| What you have to do |
A word-for-word transcript of the closing lines is required: from the one with "fn assert_send_sync<T: Send" through the final line of the data.
Exercise materials section start
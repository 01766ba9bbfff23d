//! Blocking executor for built requests.
//!
//! # Design
//! `EnvelopeClient` owns a single pooled `ureq::Agent`. It is built once from
//! a [`ClientConfig`] and cloned or shared by reference wherever requests are
//! issued; clones share the pool. Nothing here ever returns an error to the
//! caller: transport, decode and extractor failures are logged and collapsed
//! into a failed [`ApiResponse`], `None` or `-1`.
//!
//! A non-2xx status short-circuits the structured executors before the body
//! is read. Callers who need the body of an error response use
//! [`EnvelopeClient::execute_raw`].
//!
//! Bodies are read up to [`ClientConfig::max_body_bytes`] and decoded as
//! UTF-8 with invalid sequences replaced by U+FFFD, so a mislabelled charset
//! never turns a readable body into a transport failure.

use std::fmt;
use std::time::Instant;

use serde::de::DeserializeOwned;
use tracing::{debug, error, warn};
use ureq::http::Response;
use ureq::Body;

use crate::config::ClientConfig;
use crate::decode::{decode_flat_response, decode_response};
use crate::envelope::{ApiResponse, Extractors, Failure};
use crate::error::DecodeError;
use crate::http::{HttpMethod, HttpRequest, HttpResponse};

/// Status returned by [`EnvelopeClient::execute_for_status`] when no
/// response was received.
pub const NO_STATUS: i32 = -1;

/// Shared, pooled HTTP client that decodes JSON envelopes.
#[derive(Clone)]
pub struct EnvelopeClient {
    agent: ureq::Agent,
    config: ClientConfig,
}

impl EnvelopeClient {
    pub fn new(config: ClientConfig) -> Self {
        Self {
            agent: config.agent(),
            config,
        }
    }

    pub fn config(&self) -> &ClientConfig {
        &self.config
    }

    /// Execute `request` and decode the data element located by
    /// `extractors` into `T`.
    pub fn execute<T: DeserializeOwned>(&self, request: &HttpRequest, extractors: &Extractors) -> ApiResponse<T> {
        self.timed(request, |client| {
            client.exchange(request, |response| decode_response(response, extractors))
        })
    }

    /// Execute `request` and decode the whole envelope, minus `code`, into `T`.
    ///
    /// Only the success and message extractors are consulted.
    pub fn execute_flat<T: DeserializeOwned>(&self, request: &HttpRequest, extractors: &Extractors) -> ApiResponse<T> {
        self.timed(request, |client| {
            client.exchange(request, |response| decode_flat_response(response, extractors))
        })
    }

    /// Execute `request` and return the body text whatever the status.
    pub fn execute_raw(&self, request: &HttpRequest) -> Option<String> {
        self.timed(request, |client| {
            match client.send(request).and_then(|mut response| client.read_body(&mut response)) {
                Ok(body) => Some(body),
                Err(err) => {
                    error!(url = %request.url, error = %err, "raw request failed");
                    None
                }
            }
        })
    }

    /// Execute `request` and return its HTTP status, or [`NO_STATUS`].
    pub fn execute_for_status(&self, request: &HttpRequest) -> i32 {
        self.timed(request, |client| match client.send(request) {
            Ok(response) => i32::from(response.status().as_u16()),
            Err(err) => {
                error!(url = %request.url, error = %err, "status request failed");
                NO_STATUS
            }
        })
    }

    fn timed<R>(&self, request: &HttpRequest, call: impl FnOnce(&Self) -> R) -> R {
        let started = Instant::now();
        let result = call(self);
        debug!(
            method = ?request.method,
            url = %request.url,
            elapsed = ?started.elapsed(),
            "request finished"
        );
        result
    }

    fn exchange<T, F>(&self, request: &HttpRequest, decode: F) -> ApiResponse<T>
    where
        F: FnOnce(&HttpResponse) -> Result<ApiResponse<T>, DecodeError>,
    {
        let mut response = match self.send(request) {
            Ok(response) => response,
            Err(err) => {
                error!(url = %request.url, error = %err, "request failed");
                return ApiResponse::system_busy(Failure::Transport);
            }
        };

        let status = response.status();
        if !status.is_success() {
            // The body is dropped unread; see `execute_raw` for error bodies.
            warn!(url = %request.url, status = status.as_u16(), "non-success status");
            return ApiResponse::rejected(status.as_u16());
        }

        let body = match self.read_body(&mut response) {
            Ok(body) => body,
            Err(err) => {
                error!(url = %request.url, error = %err, "failed to read response body");
                return ApiResponse::system_busy(Failure::Transport);
            }
        };

        let exchanged = HttpResponse {
            status: status.as_u16(),
            body,
        };
        decode(&exchanged).unwrap_or_else(|err| {
            error!(url = %request.url, error = %err, "failed to decode response envelope");
            ApiResponse::system_busy(Failure::from(&err))
        })
    }

    fn read_body(&self, response: &mut Response<Body>) -> Result<String, ureq::Error> {
        let bytes = response
            .body_mut()
            .with_config()
            .limit(self.config.max_body_bytes)
            .read_to_vec()?;
        Ok(String::from_utf8_lossy(&bytes).into_owned())
    }

    fn send(&self, request: &HttpRequest) -> Result<Response<Body>, ureq::Error> {
        match request.method {
            HttpMethod::Get => {
                let mut builder = self.agent.get(request.url.as_str());
                for (name, value) in &request.headers {
                    builder = builder.header(name.as_str(), value.as_str());
                }
                builder.call()
            }
            HttpMethod::Post => {
                let mut builder = self.agent.post(request.url.as_str());
                for (name, value) in &request.headers {
                    builder = builder.header(name.as_str(), value.as_str());
                }
                match &request.body {
                    Some(body) => {
                        let payload = body.encode();
                        builder.content_type(body.content_type()).send(payload.as_bytes())
                    }
                    None => builder.send_empty(),
                }
            }
        }
    }
}

impl Default for EnvelopeClient {
    fn default() -> Self {
        Self::new(ClientConfig::default())
    }
}

impl fmt::Debug for EnvelopeClient {
    fn fmt(&self, f: &mut fmt::Formatter<'_>) -> fmt::Result {
        f.debug_struct("EnvelopeClient")
            .field("config", &self.config)
            .finish_non_exhaustive()
    }
}

#[cfg(test)]
mod tests {
    use super::*;

    use std::net::TcpListener;

    use crate::request::{build_get, build_raw};

    /// An address nothing is listening on.
    fn closed_addr() -> String {
        let listener = TcpListener::bind("127.0.0.1:0").unwrap();
        let addr = listener.local_addr().unwrap();
        drop(listener);
        format!("http://{addr}/")
    }

    fn client() -> EnvelopeClient {
        EnvelopeClient::new(ClientConfig {
            connect_timeout_ms: 500,
            ..ClientConfig::default()
        })
    }

    #[test]
    fn client_is_shareable_across_threads() {
        fn assert_send_sync<T: Send + Sync + Clone>() {}
        assert_send_sync::<EnvelopeClient>();
    }

    #[test]
    fn refused_connection_collapses_to_system_busy() {
        let req = build_get(&closed_addr(), None, None).unwrap();
        let resp: ApiResponse<serde_json::Value> = client().execute(&req, &Extractors::conventional());
        assert!(!resp.success);
        assert_eq!(resp.msg.as_deref(), Some(crate::SYSTEM_BUSY));
        assert_eq!(resp.failure, Some(Failure::Transport));
    }

    #[test]
    fn refused_connection_sentinels() {
        let c = client();
        let req = build_raw(&closed_addr(), None, "ping").unwrap();
        assert_eq!(c.execute_raw(&req), None);
        assert_eq!(c.execute_for_status(&req), NO_STATUS);
        let flat: ApiResponse<serde_json::Value> = c.execute_flat(&req, &Extractors::conventional());
        assert_eq!(flat.failure, Some(Failure::Transport));
    }

    #[test]
    fn debug_shows_config() {
        let rendered = format!("{:?}", EnvelopeClient::default());
        assert!(rendered.contains("max_idle_connections: 2000"));
    }
}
Exercise materials section end
| Task result |
        fn assert_send_sync<T: Send + Sync + Clone>() {}
        assert_send_sync::<EnvelopeClient>();
    }

    #[test]
    fn refused_connection_collapses_to_system_busy() {
        let req = build_get(&closed_addr(), None, None).unwrap();
        let resp: ApiResponse<serde_json::Value> = client().execute(&req, &Extractors::conventional());
        assert!(!resp.success);
        assert_eq!(resp.msg.as_deref(), Some(crate::SYSTEM_BUSY));
        assert_eq!(resp.failure, Some(Failure::Transport));
    }

    #[test]
    fn refused_connection_sentinels() {
        let c = client();
        let req = build_raw(&closed_addr(), None, "ping").unwrap();
        assert_eq!(c.execute_raw(&req), None);
        assert_eq!(c.execute_for_status(&req), NO_STATUS);
        let flat: ApiResponse<serde_json::Value> = c.execute_flat(&req, &Extractors::conventional());
        assert_eq!(flat.failure, Some(Failure::Transport));
    }

    #[test]
    fn debug_shows_config() {
        let rendered = format!("{:?}", EnvelopeClient::default());
        assert!(rendered.contains("max_idle_connections: 2000"));
    }
}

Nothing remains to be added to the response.